## WORK ORDER
For this exercise, restate word for word only the lines from the first line of the data to the line containing "#[derive(Debug, Default, Clone, PartialEq, Eq)]".

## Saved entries
Start of Block

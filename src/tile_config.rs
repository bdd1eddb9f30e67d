use std::path::{Path, PathBuf};

use serde::Deserialize;

use crate::error::ConfigError;

pub const DEFAULT_CONTROL_PATH: &str = "/sys/class/leds/torch-light0/brightness";

/// Tokens the driver understands. The stock driver reads "100" as on.
#[derive(Debug, Clone, PartialEq, Eq, Deserialize)]
pub struct TorchEncoding {
    pub on: String,
    pub off: String,
}

impl Default for TorchEncoding {
    fn default() -> Self {
        TorchEncoding {
            on: "100".to_string(),
            off: "0".to_string(),
        }
    }
}

#[derive(Debug, Clone, PartialEq, Eq, Deserialize)]
pub struct TileConfig {
    pub control_path: PathBuf,
    #[serde(default)]
    pub encoding: TorchEncoding,
}

impl Default for TileConfig {
    fn default() -> Self {
        TileConfig {
            control_path: PathBuf::from(DEFAULT_CONTROL_PATH),
            encoding: TorchEncoding::default(),
        }
    }
}

impl TileConfig {
    fn validate(self) -> Result<Self, ConfigError> {
        if self.encoding.on == self.encoding.off {
            return Err(ConfigError::Invalid(format!(
                "on and off tokens are both {:?}",
                self.encoding.on
            )));
        }
        if self.encoding.on.is_empty() {
            return Err(ConfigError::Invalid("on token is empty".to_string()));
        }
        Ok(self)
    }
}

/// Loads `path` (any format the `config` crate knows by extension) over the
/// built-in defaults. A missing file yields the defaults.
pub fn load_config(path: impl AsRef<Path>) -> Result<TileConfig, ConfigError> {
    let defaults = TorchEncoding::default();
    let settings = config::Config::builder()
        .set_default("control_path", DEFAULT_CONTROL_PATH)?
        .set_default("encoding.on", defaults.on)?
        .set_default("encoding.off", defaults.off)?
        .add_source(config::File::from(path.as_ref()).required(false))
        .build()?;
    settings.try_deserialize::<TileConfig>()?.validate()
}
use std::collections::HashMap;

use log::debug;

use crate::tile::{Icon, TileEvent, TileHandler, TileHost, TileState, TileSurface};

/// Surface that remembers what it was last told to show.
#[derive(Debug, Default, Clone, PartialEq, Eq)]
pub struct RecordingSurface {
    pub icon: Option<Icon>,
    pub state: Option<TileState>,
    pub updates: usize,
}

impl TileSurface for RecordingSurface {
    fn set_icon(&mut self, icon: Icon) {
        self.icon = Some(icon);
    }

    fn set_state(&mut self, state: TileState) {
        self.state = Some(state);
    }

    fn update_tile(&mut self) {
        self.updates += 1;
    }
}

/// In-process host: keeps handlers per event and runs them, in the order they
/// were registered, against its surface on the calling thread.
pub struct TileDispatcher<S: TileSurface> {
    surface: S,
    handlers: HashMap<TileEvent, Vec<TileHandler>>,
}

impl<S: TileSurface> TileDispatcher<S> {
    pub fn new(surface: S) -> Self {
        TileDispatcher {
            surface,
            handlers: HashMap::new(),
        }
    }

    pub fn surface(&self) -> &S {
        &self.surface
    }

    /// Returns how many handlers ran.
    pub fn dispatch(&mut self, event: TileEvent) -> usize {
        let Some(handlers) = self.handlers.get_mut(&event) else {
            debug!("no handler for {:?}", event);
            return 0;
        };
        for handler in handlers.iter_mut() {
            handler(&mut self.surface);
        }
        handlers.len()
    }
}

impl<S: TileSurface> TileHost for TileDispatcher<S> {
    fn register(&mut self, event: TileEvent, handler: TileHandler) {
        self.handlers.entry(event).or_default().push(handler);
    }
}
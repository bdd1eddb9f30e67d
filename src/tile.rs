use std::rc::Rc;

use log::{debug, info};

use crate::control_file::{ControlFile, Outcome};
use crate::tile_config::{TileConfig, TorchEncoding};

#[derive(Debug, Clone, Copy, PartialEq, Eq)]
pub enum TileState {
    Active,
    Inactive,
}

#[derive(Debug, Clone, Copy, PartialEq, Eq)]
pub enum Icon {
    FlashlightOn,
    FlashlightOff,
}

/// Events the host delivers to a tile.
#[derive(Debug, Clone, Copy, PartialEq, Eq, Hash)]
pub enum TileEvent {
    /// The tile became visible and should show current state.
    Attached,
    /// The user tapped the tile.
    Tapped,
}

/// The host's side of a tile: what the controller may set on it.
pub trait TileSurface {
    fn set_icon(&mut self, icon: Icon);
    fn set_state(&mut self, state: TileState);
    /// Pushes the icon and state set so far to the screen.
    fn update_tile(&mut self);
}

pub type TileHandler = Box<dyn FnMut(&mut dyn TileSurface)>;

/// Something that delivers tile events to registered handlers.
pub trait TileHost {
    fn register(&mut self, event: TileEvent, handler: TileHandler);
}

/// Torch toggle driven entirely by the control file's content.
#[derive(Debug, Clone)]
pub struct TorchTile {
    control: ControlFile,
    encoding: TorchEncoding,
}

impl TorchTile {
    pub fn new(control: ControlFile, encoding: TorchEncoding) -> Self {
        TorchTile { control, encoding }
    }

    pub fn from_config(config: &TileConfig) -> Self {
        TorchTile::new(ControlFile::new(&config.control_path), config.encoding.clone())
    }

    pub fn control_file(&self) -> &ControlFile {
        &self.control
    }

    /// Re-reads the control file. Anything but the "on" token, including a
    /// missing file, counts as off.
    pub fn is_enabled(&self) -> bool {
        self.control.read_first_line().value.as_deref() == Some(self.encoding.on.as_str())
    }

    pub fn state(&self) -> TileState {
        if self.is_enabled() {
            TileState::Active
        } else {
            TileState::Inactive
        }
    }

    pub fn on_attached(&self, surface: &mut dyn TileSurface) {
        self.refresh(surface);
    }

    /// Flips the torch, then redraws from whatever the file holds afterwards.
    /// The returned outcome is informational; the redraw happens either way.
    pub fn on_tapped(&self, surface: &mut dyn TileSurface) -> Outcome<bool> {
        let next = if self.is_enabled() {
            &self.encoding.off
        } else {
            &self.encoding.on
        };
        info!("torch tapped, writing {:?} to {}", next, self.control.path().display());
        let outcome = self.control.write(next);
        if !outcome.value {
            debug!("torch write failed, refreshing from file anyway");
        }
        self.refresh(surface);
        outcome
    }

    pub fn refresh(&self, surface: &mut dyn TileSurface) {
        match self.state() {
            TileState::Active => {
                surface.set_icon(Icon::FlashlightOn);
                surface.set_state(TileState::Active);
            }
            TileState::Inactive => {
                surface.set_icon(Icon::FlashlightOff);
                surface.set_state(TileState::Inactive);
            }
        }
        surface.update_tile();
    }

    /// Hands this tile's attach and tap handlers to `host`.
    pub fn register(self, host: &mut impl TileHost) {
        let tile = Rc::new(self);

        let attached = Rc::clone(&tile);
        host.register(
            TileEvent::Attached,
            Box::new(move |surface: &mut dyn TileSurface| attached.on_attached(surface)),
        );
        host.register(
            TileEvent::Tapped,
            Box::new(move |surface: &mut dyn TileSurface| {
                tile.on_tapped(surface);
            }),
        );
    }
}
//! Explicit collaborators shared by every engine component.

use ferry_core::VersionOrder;
use ferry_db::Database;
use ferry_ledger::Ledger;
use std::path::{Path, PathBuf};
use std::sync::Arc;

/// The target database, its ledger and the migration source settings.
///
/// Built once per invocation and borrowed by the reconciler, the executor
/// and the orchestrator.
#[derive(Clone)]
pub struct MigrationContext {
    /// Executes migration batches
    pub db: Arc<dyn Database>,

    /// Records registrations and outcomes
    pub ledger: Arc<dyn Ledger>,

    /// Root of the migration file tree
    pub migrations_dir: PathBuf,

    /// Tie-break rule for the current version
    pub version_order: VersionOrder,
}

impl MigrationContext {
    pub fn new(
        db: Arc<dyn Database>,
        ledger: Arc<dyn Ledger>,
        migrations_dir: impl Into<PathBuf>,
    ) -> Self {
        Self {
            db,
            ledger,
            migrations_dir: migrations_dir.into(),
            version_order: VersionOrder::default(),
        }
    }

    pub fn with_version_order(mut self, order: VersionOrder) -> Self {
        self.version_order = order;
        self
    }

    pub fn migrations_dir(&self) -> &Path {
        &self.migrations_dir
    }
}

impl std::fmt::Debug for MigrationContext {
    fn fmt(&self, f: &mut std::fmt::Formatter<'_>) -> std::fmt::Result {
        f.debug_struct("MigrationContext")
            .field("db", &self.db.db_type())
            .field("migrations_dir", &self.migrations_dir)
            .field("version_order", &self.version_order)
            .finish_non_exhaustive()
    }
}
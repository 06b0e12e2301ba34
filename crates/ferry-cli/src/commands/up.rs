//! Up command implementation

use anyhow::{Context, Result};
use ferry_engine::{MigrationContext, Orchestrator, UpSummary};

use crate::cli::GlobalArgs;
use crate::commands::common::seconds_label;
use crate::context::RuntimeContext;

/// Execute the up command
pub async fn execute(global: &GlobalArgs) -> Result<()> {
    let ctx = RuntimeContext::new(global).await?;
    let summary = run(&ctx.migration).await?;
    println!("{}", render(&summary));
    Ok(())
}

pub(crate) async fn run(ctx: &MigrationContext) -> Result<UpSummary> {
    Orchestrator::new(ctx)
        .up()
        .await
        .with_context(|| format!("Upgrade from {} failed", ctx.migrations_dir().display()))
}

pub(crate) fn render(summary: &UpSummary) -> String {
    let mut lines = vec![format!(
        "Registered {} new migration file(s), {} already known",
        summary.reconcile.registered.len(),
        summary.reconcile.skipped
    )];
    if summary.applied.is_empty() {
        lines.push("Nothing to apply: database is up to date".to_string());
    }
    for record in &summary.applied {
        lines.push(format!(
            "  \u{2713} V{} {} [{}]",
            record.version,
            record.description,
            seconds_label(record.status.execution_seconds())
        ));
    }
    lines.join("\n")
}
//! DuckDB ledger implementation

use crate::ddl::{current_version_id_query, DUCKDB_SCHEMA};
use crate::error::{LedgerError, LedgerResult};
use crate::row::{outcome_columns, seconds_column, LedgerRow, DUCKDB_RECORD_COLUMNS};
use crate::traits::{Ledger, SortOrder};
use async_trait::async_trait;
use duckdb::{Connection, OptionalExt};
use ferry_core::{Direction, MigrationDescriptor, MigrationRecord, Outcome, VersionOrder};
use std::sync::{Mutex, MutexGuard};

/// Ledger stored in a DuckDB `schema_migrations` table.
///
/// Usually built from a connection cloned off the migration target so that
/// both share one database instance.
pub struct DuckDbLedger {
    conn: Mutex<Connection>,
}

impl DuckDbLedger {
    /// Wrap an open connection
    pub fn new(conn: Connection) -> Self {
        Self {
            conn: Mutex::new(conn),
        }
    }

    /// Ledger over a private in-memory database
    pub fn in_memory() -> LedgerResult<Self> {
        Ok(Self::new(Connection::open_in_memory()?))
    }

    fn lock(&self) -> LedgerResult<MutexGuard<'_, Connection>> {
        self.conn
            .lock()
            .map_err(|e| LedgerError::QueryError(format!("ledger connection poisoned: {e}")))
    }

    fn query_records(
        conn: &Connection,
        sql: &str,
        params: &[&dyn duckdb::ToSql],
    ) -> LedgerResult<Vec<MigrationRecord>> {
        let mut stmt = conn.prepare(sql)?;
        let rows = stmt
            .query_map(params, map_row)?
            .collect::<Result<Vec<_>, _>>()?;
        rows.into_iter().map(LedgerRow::into_record).collect()
    }

    fn query_record(
        conn: &Connection,
        sql: &str,
        params: &[&dyn duckdb::ToSql],
    ) -> LedgerResult<Option<MigrationRecord>> {
        conn.query_row(sql, params, map_row)
            .optional()?
            .map(LedgerRow::into_record)
            .transpose()
    }

    fn record_by_id(conn: &Connection, id: i64) -> LedgerResult<MigrationRecord> {
        let sql = format!("SELECT {DUCKDB_RECORD_COLUMNS} FROM schema_migrations WHERE id = ?");
        Self::query_record(conn, &sql, &[&id])?
            .ok_or_else(|| LedgerError::NotFound(format!("record id {id}")))
    }
}

fn map_row(row: &duckdb::Row<'_>) -> duckdb::Result<LedgerRow> {
    Ok(LedgerRow {
        id: row.get(0)?,
        version: row.get(1)?,
        description: row.get(2)?,
        direction: row.get(3)?,
        source_path: row.get(4)?,
        content: row.get(5)?,
        fingerprint: row.get(6)?,
        execution_seconds: row.get(7)?,
        processed: row.get(8)?,
        succeeded: row.get(9)?,
        error_message: row.get(10)?,
        created_at_ms: row.get(11)?,
        updated_at_ms: row.get(12)?,
    })
}

fn now_ms() -> i64 {
    chrono::Utc::now().timestamp_millis()
}

#[async_trait]
impl Ledger for DuckDbLedger {
    async fn ensure_schema(&self) -> LedgerResult<()> {
        let conn = self.lock()?;
        conn.execute_batch(DUCKDB_SCHEMA)
            .map_err(|e| LedgerError::SchemaError(e.to_string()))?;
        log::debug!("ledger: schema_migrations ready (duckdb)");
        Ok(())
    }

    async fn count_by_source_path(&self, source_path: &str) -> LedgerResult<u64> {
        let conn = self.lock()?;
        let count: i64 = conn.query_row(
            "SELECT COUNT(*) FROM schema_migrations WHERE source_path = ?",
            duckdb::params![source_path],
            |row| row.get(0),
        )?;
        Ok(u64::try_from(count).unwrap_or(0))
    }

    async fn find_by_source_path(
        &self,
        source_path: &str,
    ) -> LedgerResult<Option<MigrationRecord>> {
        let conn = self.lock()?;
        let sql = format!(
            "SELECT {DUCKDB_RECORD_COLUMNS} FROM schema_migrations \
             WHERE source_path = ? ORDER BY id LIMIT 1"
        );
        Self::query_record(&conn, &sql, &[&source_path])
    }

    async fn insert(&self, descriptor: &MigrationDescriptor) -> LedgerResult<MigrationRecord> {
        let conn = self.lock()?;
        let version = i64::from(descriptor.version);
        let direction = descriptor.direction.as_str();

        let taken: i64 = conn.query_row(
            "SELECT COUNT(*) FROM schema_migrations WHERE version = ? AND direction = ?",
            duckdb::params![version, direction],
            |row| row.get(0),
        )?;
        if taken > 0 {
            return Err(LedgerError::Duplicate {
                version: descriptor.version,
                direction: descriptor.direction,
            });
        }

        let now = now_ms();
        let id: i64 = conn.query_row(
            "INSERT INTO schema_migrations \
             (version, description, direction, source_path, content, fingerprint, created_at, updated_at) \
             VALUES (?, ?, ?, ?, ?, ?, epoch_ms(?::BIGINT), epoch_ms(?::BIGINT)) \
             RETURNING id",
            duckdb::params![
                version,
                descriptor.description,
                direction,
                descriptor.source_path,
                descriptor.content,
                descriptor.fingerprint,
                now,
                now
            ],
            |row| row.get(0),
        )?;
        log::debug!(
            "ledger: registered {} as id {id}",
            descriptor.file_name()
        );
        Self::record_by_id(&conn, id)
    }

    async fn fetch_outstanding(
        &self,
        direction: Direction,
        order: SortOrder,
    ) -> LedgerResult<Vec<MigrationRecord>> {
        let conn = self.lock()?;
        let sql = format!(
            "SELECT {DUCKDB_RECORD_COLUMNS} FROM schema_migrations \
             WHERE direction = ? AND NOT processed ORDER BY id {}",
            order.sql()
        );
        Self::query_records(&conn, &sql, &[&direction.as_str()])
    }

    async fn fetch_outstanding_by_version(
        &self,
        version: u32,
        direction: Direction,
    ) -> LedgerResult<MigrationRecord> {
        let conn = self.lock()?;
        let sql = format!(
            "SELECT {DUCKDB_RECORD_COLUMNS} FROM schema_migrations \
             WHERE version = ? AND direction = ? AND NOT processed"
        );
        Self::query_record(&conn, &sql, &[&i64::from(version), &direction.as_str()])?.ok_or_else(
            || LedgerError::NotFound(format!("no outstanding V{version} {direction} migration")),
        )
    }

    async fn update(
        &self,
        id: i64,
        execution_seconds: u64,
        outcome: &Outcome,
    ) -> LedgerResult<MigrationRecord> {
        let conn = self.lock()?;
        let (processed, succeeded, error_message) = outcome_columns(outcome);
        let changed = conn.execute(
            "UPDATE schema_migrations \
             SET execution_seconds = ?, processed = ?, succeeded = ?, error_message = ?, \
                 updated_at = epoch_ms(?::BIGINT) \
             WHERE id = ? AND NOT processed",
            duckdb::params![
                seconds_column(execution_seconds),
                processed,
                succeeded,
                error_message,
                now_ms(),
                id
            ],
        )?;
        if changed == 0 {
            return Err(LedgerError::NotFound(format!(
                "no unprocessed record with id {id}"
            )));
        }
        Self::record_by_id(&conn, id)
    }

    async fn current_version(&self, order: VersionOrder) -> LedgerResult<MigrationRecord> {
        let conn = self.lock()?;
        let sql = format!(
            "SELECT {DUCKDB_RECORD_COLUMNS} FROM schema_migrations WHERE id = ({})",
            current_version_id_query(order)
        );
        Self::query_record(&conn, &sql, &[])?
            .ok_or_else(|| LedgerError::NotFound("no applied upgrade".to_string()))
    }

    async fn list_all(&self) -> LedgerResult<Vec<MigrationRecord>> {
        let conn = self.lock()?;
        let sql = format!("SELECT {DUCKDB_RECORD_COLUMNS} FROM schema_migrations ORDER BY id");
        Self::query_records(&conn, &sql, &[])
    }
}

#[cfg(test)]
#[path = "duckdb_test.rs"]
mod tests;
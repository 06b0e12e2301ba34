//! PostgreSQL database backend implementation

use crate::error::{DbError, DbResult};
use crate::traits::Database;
use async_trait::async_trait;
use ferry_core::DatabaseConfig;
use sqlx::postgres::{PgConnectOptions, PgPoolOptions};
use sqlx::PgPool;

/// PostgreSQL database backend
#[derive(Clone)]
pub struct PostgresBackend {
    pool: PgPool,
}

impl PostgresBackend {
    /// Connect using the `address`, `name`, and credentials from `config`
    pub async fn connect(config: &DatabaseConfig) -> DbResult<Self> {
        let options = connect_options(config)?;
        let pool = PgPoolOptions::new()
            .max_connections(config.max_connections)
            .connect_with(options)
            .await
            .map_err(|e| DbError::ConnectionError(format!("{e}: {}", config.describe())))?;
        Ok(Self { pool })
    }

    /// Get a reference to the underlying connection pool
    pub fn pool(&self) -> &PgPool {
        &self.pool
    }
}

/// Build connection options from the database section of the config
pub fn connect_options(config: &DatabaseConfig) -> DbResult<PgConnectOptions> {
    let (host, port) = config
        .host_port()
        .map_err(|e| DbError::ConfigError(e.to_string()))?;

    let mut options = PgConnectOptions::new()
        .host(&host)
        .port(port)
        .database(&config.name);
    if let Some(username) = &config.username {
        options = options.username(username);
    }
    if let Some(password) = &config.password {
        options = options.password(password);
    }
    Ok(options)
}

#[async_trait]
impl Database for PostgresBackend {
    async fn execute_batch_in_transaction(&self, sql: &str) -> DbResult<()> {
        log::debug!("postgres: BEGIN");
        let mut tx = self
            .pool
            .begin()
            .await
            .map_err(|e| DbError::TransactionError(format!("BEGIN failed: {e}")))?;

        log::debug!("postgres: {sql}");
        let result = sqlx::Executor::execute(&mut *tx, sqlx::raw_sql(sql)).await;
        if let Err(e) = result {
            log::debug!("postgres: ROLLBACK");
            if let Err(rollback_err) = tx.rollback().await {
                log::warn!("postgres: ROLLBACK failed after execution error: {rollback_err}");
            }
            return Err(DbError::ExecutionError(e.to_string()));
        }

        log::debug!("postgres: COMMIT");
        tx.commit()
            .await
            .map_err(|e| DbError::TransactionError(format!("COMMIT failed: {e}")))
    }

    async fn health_check(&self) -> DbResult<()> {
        sqlx::query("SELECT 1")
            .execute(&self.pool)
            .await
            .map_err(|e| DbError::ConnectionError(format!("health check failed: {e}")))?;
        Ok(())
    }

    fn db_type(&self) -> &'static str {
        "postgres"
    }
}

End of Block

## YOUR RESPONSE
filename src/tile_config.rs
repository bdd1eddb9f30e67d
use std::path::{Path, PathBuf};

use serde::Deserialize;

use crate::error::ConfigError;

pub const DEFAULT_CONTROL_PATH: &str = "/sys/class/leds/torch-light0/brightness";

/// Tokens the driver understands. The stock driver reads "100" as on.
#[derive(Debug, Clone, PartialEq, Eq, Deserialize)]
pub struct TorchEncoding {
    pub on: String,
    pub off: String,
}

impl Default for TorchEncoding {
    fn default() -> Self {
        TorchEncoding {
            on: "100".to_string(),
            off: "0".to_string(),
        }
    }
}

#[derive(Debug, Clone, PartialEq, Eq, Deserialize)]
pub struct TileConfig {
    pub control_path: PathBuf,
    #[serde(default)]
    pub encoding: TorchEncoding,
}

impl Default for TileConfig {
    fn default() -> Self {
        TileConfig {
            control_path: PathBuf::from(DEFAULT_CONTROL_PATH),
            encoding: TorchEncoding::default(),
        }
    }
}

impl TileConfig {
    fn validate(self) -> Result<Self, ConfigError> {
        if self.encoding.on == self.encoding.off {
            return Err(ConfigError::Invalid(format!(
                "on and off tokens are both {:?}",
                self.encoding.on
            )));
        }
        if self.encoding.on.is_empty() {
            return Err(ConfigError::Invalid("on token is empty".to_string()));
        }
        Ok(self)
    }
}

/// Loads `path` (any format the `config` crate knows by extension) over the
/// built-in defaults. A missing file yields the defaults.
pub fn load_config(path: impl AsRef<Path>) -> Result<TileConfig, ConfigError> {
    let defaults = TorchEncoding::default();
    let settings = config::Config::builder()
        .set_default("control_path", DEFAULT_CONTROL_PATH)?
        .set_default("encoding.on", defaults.on)?
        .set_default("encoding.off", defaults.off)?
        .add_source(config::File::from(path.as_ref()).required(false))
        .build()?;
    settings.try_deserialize::<TileConfig>()?.validate()
}
use std::collections::HashMap;

use log::debug;

use crate::tile::{Icon, TileEvent, TileHandler, TileHost, TileState, TileSurface};

/// Surface that remembers what it was last told to show.
#[derive(Debug, Default, Clone, PartialEq, Eq)]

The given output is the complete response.